Information –
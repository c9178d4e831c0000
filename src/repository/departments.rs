//! Departments repository

use sqlx::{Pool, Postgres};

use crate::{
    error::{AppError, AppResult},
    models::department::{CreateDepartment, Department, UpdateDepartment},
};

#[derive(Clone)]
pub struct DepartmentsRepository {
    pool: Pool<Postgres>,
}

impl DepartmentsRepository {
    pub fn new(pool: Pool<Postgres>) -> Self {
        Self { pool }
    }

    /// List all departments
    pub async fn list(&self) -> AppResult<Vec<Department>> {
        let rows = sqlx::query_as::<_, Department>("SELECT * FROM departments ORDER BY name")
            .fetch_all(&self.pool)
            .await?;
        Ok(rows)
    }

    /// Get department by ID
    pub async fn get_by_id(&self, id: i32) -> AppResult<Department> {
        sqlx::query_as::<_, Department>("SELECT * FROM departments WHERE id = $1")
            .bind(id)
            .fetch_optional(&self.pool)
            .await?
            .ok_or_else(|| AppError::NotFound(format!("Department {} not found", id)))
    }

    /// Find a department by exact name (used by workbook import)
    pub async fn find_by_name(&self, name: &str) -> AppResult<Option<Department>> {
        let row = sqlx::query_as::<_, Department>(
            "SELECT * FROM departments WHERE LOWER(name) = LOWER($1)",
        )
        .bind(name)
        .fetch_optional(&self.pool)
        .await?;
        Ok(row)
    }

    /// Create department
    pub async fn create(&self, data: &CreateDepartment) -> AppResult<Department> {
        let row = sqlx::query_as::<_, Department>(
            r#"
            INSERT INTO departments (name, cost_center, notes)
            VALUES ($1, $2, $3)
            RETURNING *
            "#,
        )
        .bind(&data.name)
        .bind(&data.cost_center)
        .bind(&data.notes)
        .fetch_one(&self.pool)
        .await?;
        Ok(row)
    }

    /// Update department
    pub async fn update(&self, id: i32, data: &UpdateDepartment) -> AppResult<Department> {
        sqlx::query_as::<_, Department>(
            r#"
            UPDATE departments
            SET name = COALESCE($1, name),
                cost_center = COALESCE($2, cost_center),
                notes = COALESCE($3, notes)
            WHERE id = $4
            RETURNING *
            "#,
        )
        .bind(&data.name)
        .bind(&data.cost_center)
        .bind(&data.notes)
        .bind(id)
        .fetch_optional(&self.pool)
        .await?
        .ok_or_else(|| AppError::NotFound(format!("Department {} not found", id)))
    }

    /// Insert-or-update by explicit id (workbook import). Returns true
    /// when a new row was inserted.
    pub async fn upsert_imported(&self, id: i32, data: &CreateDepartment) -> AppResult<bool> {
        let inserted: bool = sqlx::query_scalar(
            r#"
            INSERT INTO departments (id, name, cost_center, notes)
            VALUES ($1, $2, $3, $4)
            ON CONFLICT (id) DO UPDATE SET
                name = EXCLUDED.name,
                cost_center = EXCLUDED.cost_center,
                notes = EXCLUDED.notes
            RETURNING (xmax = 0)
            "#,
        )
        .bind(id)
        .bind(&data.name)
        .bind(&data.cost_center)
        .bind(&data.notes)
        .fetch_one(&self.pool)
        .await?;
        Ok(inserted)
    }

    /// Realign the id sequence after imports with explicit ids
    pub async fn fix_sequence(&self) -> AppResult<()> {
        sqlx::query("SELECT setval('departments_id_seq', GREATEST((SELECT COALESCE(MAX(id), 1) FROM departments), 1))")
            .execute(&self.pool)
            .await?;
        Ok(())
    }

    /// Delete department
    pub async fn delete(&self, id: i32) -> AppResult<()> {
        let result = sqlx::query("DELETE FROM departments WHERE id = $1")
            .bind(id)
            .execute(&self.pool)
            .await?;
        if result.rows_affected() == 0 {
            return Err(AppError::NotFound(format!("Department {} not found", id)));
        }
        Ok(())
    }
}
//! System settings endpoints

use axum::{extract::State, Json};

use crate::{
    error::AppResult,
    models::settings::{SystemConfig, UpdateSettings},
    AppState,
};

use super::AuthenticatedUser;

/// All system settings
#[utoipa::path(
    get,
    path = "/settings",
    tag = "settings",
    security(("bearer_auth" = [])),
    responses(
        (status = 200, description = "Settings", body = Vec<SystemConfig>)
    )
)]
pub async fn get_settings(
    State(state): State<AppState>,
    AuthenticatedUser(claims): AuthenticatedUser,
) -> AppResult<Json<Vec<SystemConfig>>> {
    claims.require_read()?;
    let settings = state.services.settings.get_all().await?;
    Ok(Json(settings))
}

/// Upsert settings by key
#[utoipa::path(
    put,
    path = "/settings",
    tag = "settings",
    security(("bearer_auth" = [])),
    request_body = UpdateSettings,
    responses(
        (status = 200, description = "Updated settings", body = Vec<SystemConfig>),
        (status = 403, description = "Admin role required")
    )
)]
pub async fn update_settings(
    State(state): State<AppState>,
    AuthenticatedUser(claims): AuthenticatedUser,
    Json(request): Json<UpdateSettings>,
) -> AppResult<Json<Vec<SystemConfig>>> {
    claims.require_admin()?;
    let settings = state.services.settings.update(request).await?;
    Ok(Json(settings))
}
#[tokio::test]
#[ignore]
async fn test_get_current_user() {
    let client = Client::new();
    let token = get_auth_token(&client).await;

    let response = client
        .get(format!("{}/auth/me", BASE_URL))
        .header("Authorization", format!("Bearer {}", token))
        .send()
        .await
        .expect("Failed to send request");

    assert!(response.status().is_success());

    let body: Value = response.json().await.expect("Failed to parse response");
    assert_eq!(body["login"], "admin");
}

#[tokio::test]
#[ignore]
async fn test_unauthorized_access() {
    let client = Client::new();

    let response = client
        .get(format!("{}/assets", BASE_URL))
        .send()
        .await
        .expect("Failed to send request");

    assert_eq!(response.status(), 401);
}
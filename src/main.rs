//! AssetTrack Server - IT Asset Inventory and Lifecycle Management
//!
//! REST API server entry point.

use axum::{
    routing::{delete, get, post, put},
    Router,
};
use sqlx::postgres::PgPoolOptions;
use std::net::SocketAddr;
use std::sync::Arc;
use tower_http::{
    compression::CompressionLayer,
    cors::{Any, CorsLayer},
    trace::TraceLayer,
};
use tracing_subscriber::{layer::SubscriberExt, util::SubscriberInitExt};

use assettrack_server::{api, config::AppConfig, repository::Repository, services::Services, AppState};

#[tokio::main]
async fn main() -> anyhow::Result<()> {
    // Load environment variables from .env file
    dotenvy::dotenv().ok();

    // Load configuration
    let config = AppConfig::load().expect("Failed to load configuration");

    // Initialize tracing
    let filter = tracing_subscriber::EnvFilter::try_from_default_env().unwrap_or_else(|_| {
        format!("assettrack_server={},tower_http=debug", config.logging.level).into()
    });

    // Daily rolling file when a log directory is configured, stdout otherwise.
    // The appender guard must outlive the server.
    let _guard = match &config.logging.directory {
        Some(directory) => {
            let appender = tracing_appender::rolling::daily(directory, "assettrack.log");
            let (writer, guard) = tracing_appender::non_blocking(appender);
            if config.logging.format == "json" {
                tracing_subscriber::registry()
                    .with(filter)
                    .with(tracing_subscriber::fmt::layer().json().with_writer(writer))
                    .init();
            } else {
                tracing_subscriber::registry()
                    .with(filter)
                    .with(tracing_subscriber::fmt::layer().with_ansi(false).with_writer(writer))
                    .init();
            }
            Some(guard)
        }
        None => {
            if config.logging.format == "json" {
                tracing_subscriber::registry()
                    .with(filter)
                    .with(tracing_subscriber::fmt::layer().json())
                    .init();
            } else {
                tracing_subscriber::registry()
                    .with(filter)
                    .with(tracing_subscriber::fmt::layer())
                    .init();
            }
            None
        }
    };

    tracing::info!("Starting AssetTrack Server v{}", env!("CARGO_PKG_VERSION"));

    // Create database connection pool
    let pool = PgPoolOptions::new()
        .max_connections(config.database.max_connections)
        .min_connections(config.database.min_connections)
        .connect(&config.database.url)
        .await
        .expect("Failed to connect to database");

    tracing::info!("Connected to database");

    // Run migrations
    sqlx::migrate!("./migrations")
        .run(&pool)
        .await
        .expect("Failed to run database migrations");

    tracing::info!("Database migrations completed");

    // Save server address before moving config
    let server_host = config.server.host.clone();
    let server_port = config.server.port;

    // Create repository and services
    let repository = Repository::new(pool);
    let services = Services::new(
        repository,
        config.auth.clone(),
        config.notifications.clone(),
    )
    .expect("Failed to create services");

    // Create application state
    let state = AppState {
        config: Arc::new(config),
        services: Arc::new(services),
    };

    // Build router
    let app = create_router(state);

    // Start server
    let addr = SocketAddr::new(
        server_host.parse().expect("Invalid host address"),
        server_port,
    );

    tracing::info!("Server listening on http://{}", addr);

    let listener = tokio::net::TcpListener::bind(addr).await?;
    axum::serve(listener, app).await?;

    Ok(())
}

/// Create the application router with all routes
fn create_router(state: AppState) -> Router {
    // CORS configuration
    let cors = CorsLayer::new()
        .allow_origin(Any)
        .allow_methods(Any)
        .allow_headers(Any);

    // API v1 routes
    let api_v1 = Router::new()
        // Health check
        .route("/health", get(api::health::health_check))
        .route("/ready", get(api::health::readiness_check))
        // Authentication
        .route("/auth/login", post(api::auth::login))
        .route("/auth/me", get(api::auth::me))
        // Assets
        .route("/assets", get(api::assets::list_assets))
        .route("/assets", post(api::assets::create_asset))
        .route("/assets/:id", get(api::assets::get_asset))
        .route("/assets/:id", put(api::assets::update_asset))
        .route("/assets/:id", delete(api::assets::delete_asset))
        .route("/assets/:id/assign", post(api::assets::assign_asset))
        .route("/assets/:id/unassign", post(api::assets::unassign_asset))
        .route("/assets/:id/write-off", post(api::assets::write_off_asset))
        // Employees
        .route("/employees", get(api::employees::list_employees))
        .route("/employees", post(api::employees::create_employee))
        .route("/employees/:id", get(api::employees::get_employee))
        .route("/employees/:id", put(api::employees::update_employee))
        .route("/employees/:id", delete(api::employees::delete_employee))
        // Departments
        .route("/departments", get(api::departments::list_departments))
        .route("/departments", post(api::departments::create_department))
        .route("/departments/:id", get(api::departments::get_department))
        .route("/departments/:id", put(api::departments::update_department))
        .route("/departments/:id", delete(api::departments::delete_department))
        // Requests
        .route("/requests", get(api::requests::list_requests))
        .route("/requests", post(api::requests::create_request))
        .route("/requests/direct-purchase", post(api::requests::create_direct_purchase))
        .route("/requests/:id", get(api::requests::get_request))
        .route("/requests/:id", put(api::requests::update_request))
        .route("/requests/:id", delete(api::requests::delete_request))
        .route("/requests/:id/approve", post(api::requests::approve_request))
        .route("/requests/:id/prepare", post(api::requests::prepare_request))
        .route("/requests/:id/deliver", post(api::requests::deliver_request))
        .route("/requests/:id/cancel", post(api::requests::cancel_request))
        .route("/requests/:id/reconcile", post(api::requests::reconcile_request))
        // Purchase fulfillment per line item
        .route(
            "/requests/:id/items/:position/purchase-order",
            post(api::requests::mark_purchase_order),
        )
        .route(
            "/requests/:id/items/:position/quotations/:slot",
            put(api::requests::set_quotation),
        )
        .route(
            "/requests/:id/items/:position/approve-quotation",
            post(api::requests::approve_quotation),
        )
        .route(
            "/requests/:id/items/:position/authorize",
            post(api::requests::authorize_order),
        )
        .route(
            "/requests/:id/items/:position/purchase",
            post(api::requests::mark_purchased),
        )
        .route(
            "/requests/:id/items/:position/receipt",
            post(api::requests::finalize_receipt),
        )
        .route(
            "/requests/:id/items/:position/link-asset",
            post(api::requests::link_asset),
        )
        // Maintenance
        .route("/maintenance", get(api::maintenance::list_tickets))
        .route("/maintenance", post(api::maintenance::open_ticket))
        .route("/maintenance/:id", get(api::maintenance::get_ticket))
        .route("/maintenance/:id/close", post(api::maintenance::close_ticket))
        .route("/maintenance/by-asset/:asset_id", get(api::maintenance::list_by_asset))
        // Audits
        .route("/audits", get(api::audits::list_audits))
        .route("/audits", post(api::audits::create_audit))
        .route("/audits/:id", get(api::audits::get_audit))
        .route("/audits/:id/entries", post(api::audits::add_entry))
        .route("/audits/:id/close", post(api::audits::close_audit))
        // Users
        .route("/users", get(api::users::list_users))
        .route("/users", post(api::users::create_user))
        .route("/users/:id", get(api::users::get_user))
        .route("/users/:id", put(api::users::update_user))
        .route("/users/:id", delete(api::users::delete_user))
        // Accounting
        .route("/accounting/accounts", get(api::accounting::list_accounts))
        .route("/accounting/accounts", post(api::accounting::create_account))
        .route("/accounting/accounts/:id", get(api::accounting::get_account))
        .route("/accounting/accounts/:id", put(api::accounting::update_account))
        .route("/accounting/accounts/:id", delete(api::accounting::delete_account))
        .route("/accounting/asset-types", get(api::accounting::list_type_configs))
        .route("/accounting/asset-types", post(api::accounting::create_type_config))
        .route("/accounting/asset-types/:id", put(api::accounting::update_type_config))
        .route("/accounting/asset-types/:id", delete(api::accounting::delete_type_config))
        // Companies (legal entities)
        .route("/companies", get(api::companies::list_companies))
        .route("/companies", post(api::companies::create_company))
        .route("/companies/:id", get(api::companies::get_company))
        .route("/companies/:id", put(api::companies::update_company))
        .route("/companies/:id", delete(api::companies::delete_company))
        .route("/companies/:id/default", post(api::companies::set_default_company))
        // Statistics
        .route("/stats", get(api::stats::dashboard_stats))
        // Settings
        .route("/settings", get(api::settings::get_settings))
        .route("/settings", put(api::settings::update_settings))
        // Documents
        .route(
            "/documents/responsibility-term/:employee_id",
            get(api::documents::responsibility_term),
        )
        .route("/documents/labels", get(api::documents::asset_labels))
        .route("/export/workbook", get(api::documents::export_workbook))
        .route("/import/workbook", post(api::documents::import_workbook))
        .with_state(state.clone());

    // OpenAPI documentation
    let openapi = api::openapi::create_openapi_router();

    Router::new()
        .nest("/api/v1", api_v1)
        .merge(openapi)
        .layer(TraceLayer::new_for_http())
        .layer(CompressionLayer::new())
        .layer(cors)
}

Task item – Search the entries for lines with the string "logging", then report their number alone.

Reply – 4